Familia: Pequeña Iglesia


couple.jpgPRISCILA y AQUILA fueron unos esposo que contribuyeron enormemente al crecimiento de la Iglesia en los primeros años del cristianismo. De estos esposos nos hablan tanto el libro de Hechos de los Apóstoles como las Cartas de San Pablo. Ellos vivían en Roma, pero cuando el emperador Claudio decidió expulsar a los judíos que vivían en la capital del imperio, tuvieron que irse a vivir a Corinto. Trabajaban fabricando tiendas de campaña. San Pablo los conoció allí, en Corinto, al comienzo de los años cincuenta. Ellos lo hospedaron al apóstol en su casa y le dieron trabajo. Priscila y Aquila se habían convertido al cristianismo y bautizado en los años 40, en Roma.

Después de Corinto se fueron a vivir a ÉFESO, en el Asia Menor. Allí se encargaron de la educación cristiana de ALEJANDRO APOLO que conocía la fe a medias (Hech 18,25). En su Primera Carta a los Corintios, Pablo envía saludos de parte de Aquila y Priscila junto con la Iglesia que se reúne en su casa (1Cor 16,19).

Esta pareja de esposos desempeñó un papel muy importante en la vida de la Iglesia primitiva: recibían en su casa al grupo de cristianos del lugar, para escuchar la Palabra de Dios y para celebrar la Eucaristía. A esas reuniones se les llamaba «EKKLESÍA», que en griego quiere decir «reunión», «asamblea», «convivencia». De ahí viene la palabra «Iglesia». COMO PODEMOS VER, LA IGLESIA NACIÓ EN LAS CASAS, EN LAS FAMILIAS DE LOS CREYENTES. Antes del siglo III no había templos ni capillas; así que las CASAS DE LAS FAMILIAS ERAN LOS TEMPLOS.
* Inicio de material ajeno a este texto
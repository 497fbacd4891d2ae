//! Common UI components: header bar, status bar and help overlay.

use ratatui::{
    layout::Rect,
    style::{Modifier, Style},
    text::{Line, Span},
    widgets::{Block, Borders, Clear, Paragraph},
    Frame,
};

use crate::app::App;
use crate::data::PLACEHOLDER;
use crate::render::{Board, Target};

/// Render the header bar with the title and last-updated indicator.
pub fn render_header(frame: &mut Frame, app: &App, board: &Board, area: Rect) {
    let title = Span::styled(
        " JOIN PIPELINE ",
        Style::default()
            .fg(app.theme.highlight)
            .add_modifier(Modifier::BOLD),
    );

    let line = if board.is_empty() {
        Line::from(vec![title, Span::raw("│ Loading...")])
    } else {
        let updated = board.text(Target::LastUpdatedAt).unwrap_or(PLACEHOLDER);
        Line::from(vec![
            title,
            Span::raw("│ "),
            Span::styled(
                format!("{}: ", Target::LastUpdatedAt.label()),
                app.theme.label,
            ),
            Span::styled(updated.to_string(), app.theme.value_style(updated)),
            Span::raw(" │ "),
            Span::raw(format!("{} partitions", board.rows().len())),
        ])
    };

    frame.render_widget(Paragraph::new(line), area);
}

/// Render the status bar at the bottom.
///
/// Shows the snapshot source, the number of cycles triggered and the
/// available controls, or a temporary status message.
pub fn render_status_bar(frame: &mut Frame, app: &App, area: Rect) {
    if let Some(msg) = app.get_status_message() {
        let paragraph =
            Paragraph::new(format!(" {} ", msg)).style(Style::default().fg(app.theme.highlight));
        frame.render_widget(paragraph, area);
        return;
    }

    let counts = app.cycle_counts();
    let status = format!(
        " {} | {} cycles | e:export ?:help q:quit",
        app.source_description(),
        counts.started,
    );

    let paragraph = Paragraph::new(status).style(Style::default().add_modifier(Modifier::DIM));
    frame.render_widget(paragraph, area);
}

/// Render the help overlay with keyboard shortcuts.
///
/// Displayed as a centered modal on top of the dashboard.
pub fn render_help(frame: &mut Frame, app: &App, area: Rect) {
    let help_text = vec![
        Line::from(vec![Span::styled("Keyboard Shortcuts", app.theme.header)]),
        Line::from(""),
        Line::from("  e         Export board to JSON"),
        Line::from("  ?         Toggle this help"),
        Line::from("  q / Esc   Quit"),
        Line::from(""),
        Line::from("  Metrics refresh every second."),
        Line::from(""),
        Line::from(vec![Span::styled(
            "Press any key to close",
            Style::default().add_modifier(Modifier::DIM),
        )]),
    ];

    let block = Block::default()
        .title(" Help ")
        .borders(Borders::ALL)
        .border_type(app.theme.border_type)
        .border_style(Style::default().fg(app.theme.highlight));

    let paragraph = Paragraph::new(help_text).block(block);

    // Center the help overlay - responsive to terminal size
    let help_width = 40u16.min(area.width.saturating_sub(4));
    let help_height = 11u16.min(area.height.saturating_sub(2));
    let x = area.x + (area.width.saturating_sub(help_width)) / 2;
    let y = area.y + (area.height.saturating_sub(help_height)) / 2;
    let help_area = Rect::new(x, y, help_width, help_height);

    frame.render_widget(Clear, help_area);
    frame.render_widget(paragraph, help_area);
}
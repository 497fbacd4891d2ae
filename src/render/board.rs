//! In-memory display targets.

use std::collections::BTreeMap;

use serde::Serialize;

use super::{DisplayTargets, Target};

/// Cells of one watermark table row: partition, page-view max event time,
/// ad-click max event time, join watermark.
pub type RowCells = [String; 4];

/// The in-memory set of display targets.
///
/// A fresh board has no text in any target (nothing has been rendered yet)
/// and an empty table.
#[derive(Debug, Clone, Default, PartialEq, Eq, Serialize)]
pub struct Board {
    targets: BTreeMap<Target, String>,
    rows: Vec<RowCells>,
}

impl Board {
    pub fn new() -> Self {
        Self::default()
    }

    /// Current text of a target, or `None` if it was never written.
    pub fn text(&self, target: Target) -> Option<&str> {
        self.targets.get(&target).map(String::as_str)
    }

    /// Watermark table rows in display order.
    pub fn rows(&self) -> &[RowCells] {
        &self.rows
    }

    /// True until the first successful render.
    pub fn is_empty(&self) -> bool {
        self.targets.is_empty() && self.rows.is_empty()
    }

    /// Serialize the board as pretty-printed JSON, keyed by bind name.
    pub fn to_json_pretty(&self) -> serde_json::Result<String> {
        serde_json::to_string_pretty(self)
    }
}

impl DisplayTargets for Board {
    fn set_text(&mut self, target: Target, text: &str) {
        self.targets.insert(target, text.to_string());
    }

    fn clear_rows(&mut self) {
        self.rows.clear();
    }

    fn append_row(&mut self, cells: RowCells) {
        self.rows.push(cells);
    }
}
Cuando regresaron a Roma, Aquila y Priscila siguieron trabajando por la Iglesia. San Pablo, en su Carta a los Romanos, los recuerda y les agradece todo aquello que hicieron para defenderlo (Rom 16, 3-5). ¡GRACIAS A LOS ESPOSOS PRISCILA Y AQUILA Y A SU FAMILIA, EL CRISTIANISMO HA LLEGADO A NOSOTROS!.

Pablo y los demás apóstoles iban a un pueblo o ciudad y sembraban ahí la semilla del evangelio y luego se iban a otra parte a continuar su misión. Pero los esposos, como Priscila y Aquila, se quedaban en el mismo lugar, trabajando para el crecimiento de la fe.

¿QUÉ LECCIÓN PODEMOS SACAR DE LA HISTORIA DE LOS ESPOSOS AQUILA Y PRISCILA? Que todos nosotros, los matrimonios de hoy, junto con nuestro hijos, debemos formar en nuestra casa una pequeña Iglesia y trabajar para que la fe crezca y de frutos en nuestro hogar.

Nosotros, los padres de familia, debemos transmitir la fe a nuestros hijos, pero no como se transmite una herencia, sino como se transmite un regalo muy valioso. Ellos deben entender que la fe es algo muy grande en la vida. En muchas familias, los hijos se quedan con la idea de que la religión cristiana es cosa de abuelitos y de tías mayores solteras, porque ven que ni los papás ni otros familiares cercanos se interesan por las cosas de la fe.

LA FE ESTIRA NUESTRA MIRADA, AGRANDA NUESTRO OJOS. Nos ayuda a ver la vida con sus dolores, penas y desgracias, como Dios la ve. La fe nos da la mirada de Dios. En las familias suceden desgracias terribles: un hijo que nació deforme o con una enfermedad mortal o que muere joven en un accidente. En algunas ocasiones, las desgracias se presentan en serie; «pena tras pena», como dice una canción mexicana ranchera: después de una quiebra en el negocio o de la pérdida del trabajo, se enferma seriamente la esposa, un hijo se separa de su esposa, a los dos años de casados, etc. Entonces, la familia protesta con razón: «¿Por qué nos pasa esto a nosotros? ¿Por qué Dios nos trata así? La fe estira nuestra mirada, para que podamos ver todas esas desgracias como las ve Dios, y eso nos evita hundirnos en la desesperación y en la amargura.

Esta mirada de la fe va más allá de las apariencias, de lo que se ve por encimita. Por eso los esposos pueden quererse, a pesar de sus defectos. Por eso los papás pueden seguir queriendo a ese hijo que se echó a perder y a quien todo mundo desprecia o mira con asco.